Since 1995, the organisers have also conducted the Junior Film Fleadh, held in November and oriented to youth films and student audiences. This has since been renamed Generation Fleadh and generally caters for young people aged 12-24.

==Festival editions==
The 35th edition was held in July 2023. The festival featured the world premiere of The Martini Shot, a drama film written and directed by Stephen Wallis and starring Matthew Modine, John Cleese, Derek Jacobi, Stuart Townsend and Fiona Glascott.

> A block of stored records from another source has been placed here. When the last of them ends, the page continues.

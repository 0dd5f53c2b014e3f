//! Core domain logic: the resilient generation pipeline
//!
//! Dependency order, leaves first: `provider` (one upstream call),
//! `retry` (bounded backoff around any fallible operation),
//! `generation` (the instrumented request lifecycle),
//! `health` (composite subsystem status).

pub mod generation;
pub mod health;
pub mod provider;
pub mod retry;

The 37th edition, held from 8 July to 13 July 2025, featured 31 world premieres, 11 international/European premieres and 46 Irish premieres from 44 countries, featuring 96 feature films in total. It closed with the screening of The Life of Chuck, by Mike Flanagan. The Best International Feature Film award was won by Dragonfly by Paul Andrew Williams and Best International Documentary by Gerry Adams – A Ballymurphy Man by Trisha Ziff. The Best International Short Documentary was won ex aequo by Christophere Radcliff's We Were the Scenery with The Miracle of Life. The Best Irish Film award was given to Christy by Brendan Canty.

The 38th Galway Film Fleadh, held in July 2026, also featured a programme of new Irish and international feature films, including the world premieres of Irish films The Lost Children of Tuam, You'll Never Believe Who's Dead, Faraway Home and Our House. The 2026 "Best International Documentary Award" was awarded to Brace For Oblivion by Xackery Irving.